In the entries below, find every line with "printable" and copy it.

-=-=-

//! Error types for stream reading and field access.

use thiserror::Error;

use crate::checker::SyntaxError;

/// Errors that can occur while reading a value from a stream or pulling a
/// typed field out of a tree.
///
/// A missing field is never an error: accessors report it as `None`/`false`.
#[derive(Error, Debug)]
pub enum JsonMoreError {
    /// The stream ended part-way through a value.
    #[error("end of stream after {read} bytes were read")]
    Truncated { read: usize },

    /// The underlying reader failed.
    #[error("stream read error: {0}")]
    Io(#[from] std::io::Error),

    /// The incremental grammar check rejected a byte.
    /// `offset` is the 0-based position of that byte within the value.
    #[error("malformed JSON at byte {offset}: {source}")]
    Malformed {
        offset: usize,
        #[source]
        source: SyntaxError,
    },

    /// The value did not complete within the configured byte limit.
    #[error("value is bigger than the {limit}-byte read limit")]
    TooLarge { limit: usize },

    /// `serde_json` refused a span the grammar check accepted
    /// (e.g. invalid UTF-8 inside a string).
    #[error("JSON parse error: {0}")]
    Parse(#[from] serde_json::Error),

    /// A field held a value of the wrong JSON type.
    #[error("field '{field}': expected {expected}, got '{found}'")]
    TypeMismatch {
        field: String,
        expected: &'static str,
        found: String,
    },

    /// An array field had fewer elements than the caller asked for.
    #[error("field '{field}': expected at least {expected} elements, got {found}")]
    ShortArray {
        field: String,
        expected: usize,
        found: usize,
    },
}

/// Coarse classification of a [`JsonMoreError`], for callers that branch on
/// the failure without matching every field.
#[derive(Debug, Clone, Copy, PartialEq, Eq)]
pub enum ErrorKind {
    Truncated,
    Io,
    Malformed,
    TooLarge,
    Parse,
    TypeMismatch,
    ShortArray,
}

impl JsonMoreError {
    pub fn kind(&self) -> ErrorKind {
        match self {
            JsonMoreError::Truncated { .. } => ErrorKind::Truncated,
            JsonMoreError::Io(_) => ErrorKind::Io,
            JsonMoreError::Malformed { .. } => ErrorKind::Malformed,
            JsonMoreError::TooLarge { .. } => ErrorKind::TooLarge,
            JsonMoreError::Parse(_) => ErrorKind::Parse,
            JsonMoreError::TypeMismatch { .. } => ErrorKind::TypeMismatch,
            JsonMoreError::ShortArray { .. } => ErrorKind::ShortArray,
        }
    }
}

/// Convenience alias used throughout jsonmore-core.
pub type Result<T> = std::result::Result<T, JsonMoreError>;
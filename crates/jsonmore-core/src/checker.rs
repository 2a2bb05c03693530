//! Incremental JSON grammar checker.
//!
//! [`Checker`] is a push-down automaton fed one byte at a time. It never
//! builds a tree and keeps only a stack of open containers, so memory is
//! bounded by the depth limit. The stream reader uses it to find where a
//! single value ends without buffering the rest of the stream.
//!
//! # Completion
//!
//! Strings, containers and literals end on a byte that belongs to them, and
//! [`Step::Complete`] is returned for that byte. A bare top-level number
//! only ends when a byte that cannot belong to it arrives; that byte is
//! reported as [`Step::CompleteBefore`] and is not part of the value. At
//! end-of-stream, [`Checker::finish_at_eof`] accepts a number that was
//! still open.
//!
//! # Example
//! ```
//! use jsonmore_core::checker::{Checker, Step};
//!
//! let mut checker = Checker::new(8);
//! let steps: Vec<Step> = br#"[1,{"a":null}]"#
//!     .iter()
//!     .map(|b| checker.push(*b).unwrap())
//!     .collect();
//! assert_eq!(steps.last(), Some(&Step::Complete));
//! ```

use thiserror::Error;

/// Nesting limit used when the caller does not pick one.
pub const DEFAULT_MAX_DEPTH: usize = 512;

/// Outcome of feeding one byte to the checker.
#[derive(Debug, Clone, Copy, PartialEq, Eq)]
pub enum Step {
    /// The byte was accepted and the value is still open.
    Continue,
    /// The byte was accepted and closed the top-level value.
    Complete,
    /// The top-level value (a bare number) ended before this byte.
    /// The byte is not part of the value and must stay in the stream.
    CompleteBefore,
}

/// Why the checker rejected a byte.
#[derive(Error, Debug, Clone, PartialEq, Eq)]
pub enum SyntaxError {
    #[error("unexpected byte {}", printable(.byte))]
    Unexpected { byte: u8 },

    #[error("nesting deeper than {limit} levels")]
    TooDeep { limit: usize },

    #[error("value is already complete")]
    Finished,
}

fn printable(byte: &u8) -> String {
    if byte.is_ascii_graphic() {
        format!("'{}'", char::from(*byte))
    } else {
        format!("0x{byte:02x}")
    }
}

#[derive(Debug, Clone, Copy, PartialEq, Eq)]
enum Frame {
    Object,
    Array,
}

#[derive(Debug, Clone, Copy, PartialEq, Eq)]
enum State {
    /// Any value may start here (top level, after `:`, after `,` in an array).
    Value,
    /// Just after `[`: a value or `]`.
    ArrayFirst,
    /// Just after `{`: a key or `}`.
    ObjectFirst,
    /// After `,` inside an object.
    Key,
    /// After a key string.
    Colon,
    /// After a value inside a container: `,` or the closing bracket.
    AfterValue,
    String { key: bool },
    Escape { key: bool },
    Unicode { key: bool, left: u8 },
    Literal { rest: &'static [u8] },
    Minus,
    Zero,
    Int,
    Point,
    Frac,
    Exp,
    ExpSign,
    ExpInt,
    Done,
}

/// Byte-at-a-time JSON well-formedness checker.
///
/// Build a fresh one for every value; it holds no state shared with other
/// checkers.
#[derive(Debug, Clone)]
pub struct Checker {
    state: State,
    stack: Vec<Frame>,
    max_depth: usize,
}

impl Default for Checker {
    fn default() -> Self {
        Self::new(DEFAULT_MAX_DEPTH)
    }
}

impl Checker {
    pub fn new(max_depth: usize) -> Self {
        Self {
            state: State::Value,
            stack: Vec::new(),
            max_depth,
        }
    }

    /// Number of containers currently open.
    pub fn depth(&self) -> usize {
        self.stack.len()
    }

    /// True once a full top-level value has been seen.
    pub fn is_done(&self) -> bool {
        self.state == State::Done
    }

    /// Whether the input seen so far is a complete value if the stream ends
    /// here. Only differs from [`is_done`](Self::is_done) for a bare
    /// top-level number that no delimiter has terminated yet.
    pub fn finish_at_eof(&self) -> bool {
        match self.state {
            State::Done => true,
            State::Zero | State::Int | State::Frac | State::ExpInt => self.stack.is_empty(),
            _ => false,
        }
    }

    pub fn push(&mut self, byte: u8) -> Result<Step, SyntaxError> {
        match self.state {
            State::Done => Err(SyntaxError::Finished),
            State::Value => self.begin_value(byte),
            State::ArrayFirst => match byte {
                b']' => self.close(Frame::Array, byte),
                _ => self.begin_value(byte),
            },
            State::ObjectFirst => match byte {
                b'}' => self.close(Frame::Object, byte),
                b'"' => self.enter(State::String { key: true }),
                b if is_space(b) => Ok(Step::Continue),
                _ => Err(SyntaxError::Unexpected { byte }),
            },
            State::Key => match byte {
                b'"' => self.enter(State::String { key: true }),
                b if is_space(b) => Ok(Step::Continue),
                _ => Err(SyntaxError::Unexpected { byte }),
            },
            State::Colon => match byte {
                b':' => self.enter(State::Value),
                b if is_space(b) => Ok(Step::Continue),
                _ => Err(SyntaxError::Unexpected { byte }),
            },
            State::AfterValue => match byte {
                b',' => match self.stack.last().copied() {
                    Some(Frame::Object) => self.enter(State::Key),
                    Some(Frame::Array) => self.enter(State::Value),
                    None => Err(SyntaxError::Unexpected { byte }),
                },
                b']' => self.close(Frame::Array, byte),
                b'}' => self.close(Frame::Object, byte),
                b if is_space(b) => Ok(Step::Continue),
                _ => Err(SyntaxError::Unexpected { byte }),
            },
            State::String { key } => match byte {
                b'"' if key => self.enter(State::Colon),
                b'"' => Ok(self.value_done()),
                b'\\' => self.enter(State::Escape { key }),
                0x00..=0x1f => Err(SyntaxError::Unexpected { byte }),
                _ => Ok(Step::Continue),
            },
            State::Escape { key } => match byte {
                b'"' | b'\\' | b'/' | b'b' | b'f' | b'n' | b'r' | b't' => {
                    self.enter(State::String { key })
                }
                b'u' => self.enter(State::Unicode { key, left: 4 }),
                _ => Err(SyntaxError::Unexpected { byte }),
            },
            State::Unicode { key, left } => {
                if !byte.is_ascii_hexdigit() {
                    return Err(SyntaxError::Unexpected { byte });
                }
                if left == 1 {
                    self.enter(State::String { key })
                } else {
                    self.enter(State::Unicode {
                        key,
                        left: left - 1,
                    })
                }
            }
            State::Literal { rest } => match rest.split_first() {
                Some((expected, [])) if *expected == byte => Ok(self.value_done()),
                Some((expected, tail)) if *expected == byte => {
                    self.enter(State::Literal { rest: tail })
                }
                _ => Err(SyntaxError::Unexpected { byte }),
            },
            State::Minus => match byte {
                b'0' => self.enter(State::Zero),
                b'1'..=b'9' => self.enter(State::Int),
                _ => Err(SyntaxError::Unexpected { byte }),
            },
            State::Zero => match byte {
                b'.' => self.enter(State::Point),
                b'e' | b'E' => self.enter(State::Exp),
                _ => self.end_number(byte),
            },
            State::Int => match byte {
                b'0'..=b'9' => Ok(Step::Continue),
                b'.' => self.enter(State::Point),
                b'e' | b'E' => self.enter(State::Exp),
                _ => self.end_number(byte),
            },
            State::Point => match byte {
                b'0'..=b'9' => self.enter(State::Frac),
                _ => Err(SyntaxError::Unexpected { byte }),
            },
            State::Frac => match byte {
                b'0'..=b'9' => Ok(Step::Continue),
                b'e' | b'E' => self.enter(State::Exp),
                _ => self.end_number(byte),
            },
            State::Exp => match byte {
                b'+' | b'-' => self.enter(State::ExpSign),
                b'0'..=b'9' => self.enter(State::ExpInt),
                _ => Err(SyntaxError::Unexpected { byte }),
            },
            State::ExpSign => match byte {
                b'0'..=b'9' => self.enter(State::ExpInt),
                _ => Err(SyntaxError::Unexpected { byte }),
            },
            State::ExpInt => match byte {
                b'0'..=b'9' => Ok(Step::Continue),
                _ => self.end_number(byte),
            },
        }
    }

    fn enter(&mut self, state: State) -> Result<Step, SyntaxError> {
        self.state = state;
        Ok(Step::Continue)
    }

    /// Dispatch on the first byte of a value. Whitespace leaves the state
    /// alone so `ArrayFirst` still accepts `]` afterwards.
    fn begin_value(&mut self, byte: u8) -> Result<Step, SyntaxError> {
        match byte {
            b if is_space(b) => Ok(Step::Continue),
            b'{' => self.open(Frame::Object),
            b'[' => self.open(Frame::Array),
            b'"' => self.enter(State::String { key: false }),
            b'-' => self.enter(State::Minus),
            b'0' => self.enter(State::Zero),
            b'1'..=b'9' => self.enter(State::Int),
            b't' => self.enter(State::Literal { rest: b"rue" }),
            b'f' => self.enter(State::Literal { rest: b"alse" }),
            b'n' => self.enter(State::Literal { rest: b"ull" }),
            _ => Err(SyntaxError::Unexpected { byte }),
        }
    }

    fn open(&mut self, frame: Frame) -> Result<Step, SyntaxError> {
        if self.stack.len() >= self.max_depth {
            return Err(SyntaxError::TooDeep {
                limit: self.max_depth,
            });
        }
        self.stack.push(frame);
        self.enter(match frame {
            Frame::Object => State::ObjectFirst,
            Frame::Array => State::ArrayFirst,
        })
    }

    fn close(&mut self, frame: Frame, byte: u8) -> Result<Step, SyntaxError> {
        if self.stack.last() != Some(&frame) {
            return Err(SyntaxError::Unexpected { byte });
        }
        self.stack.pop();
        Ok(self.value_done())
    }

    fn value_done(&mut self) -> Step {
        if self.stack.is_empty() {
            self.state = State::Done;
            Step::Complete
        } else {
            self.state = State::AfterValue;
            Step::Continue
        }
    }

    /// A number has no closing byte: `byte` terminates it and is then
    /// handled by the enclosing container. At the top level only
    /// whitespace may follow.
    fn end_number(&mut self, byte: u8) -> Result<Step, SyntaxError> {
        if self.stack.is_empty() {
            if !is_space(byte) {
                return Err(SyntaxError::Unexpected { byte });
            }
            self.state = State::Done;
            return Ok(Step::CompleteBefore);
        }
        self.state = State::AfterValue;
        self.push(byte)
    }
}

/// JSON insignificant whitespace (RFC 8259 `ws`).
fn is_space(byte: u8) -> bool {
    matches!(byte, b' ' | b'\t' | b'\n' | b'\r')
}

-=-=-

Answer below -
    #[error("unexpected byte {}", printable(.byte))]
fn printable(byte: &u8) -> String {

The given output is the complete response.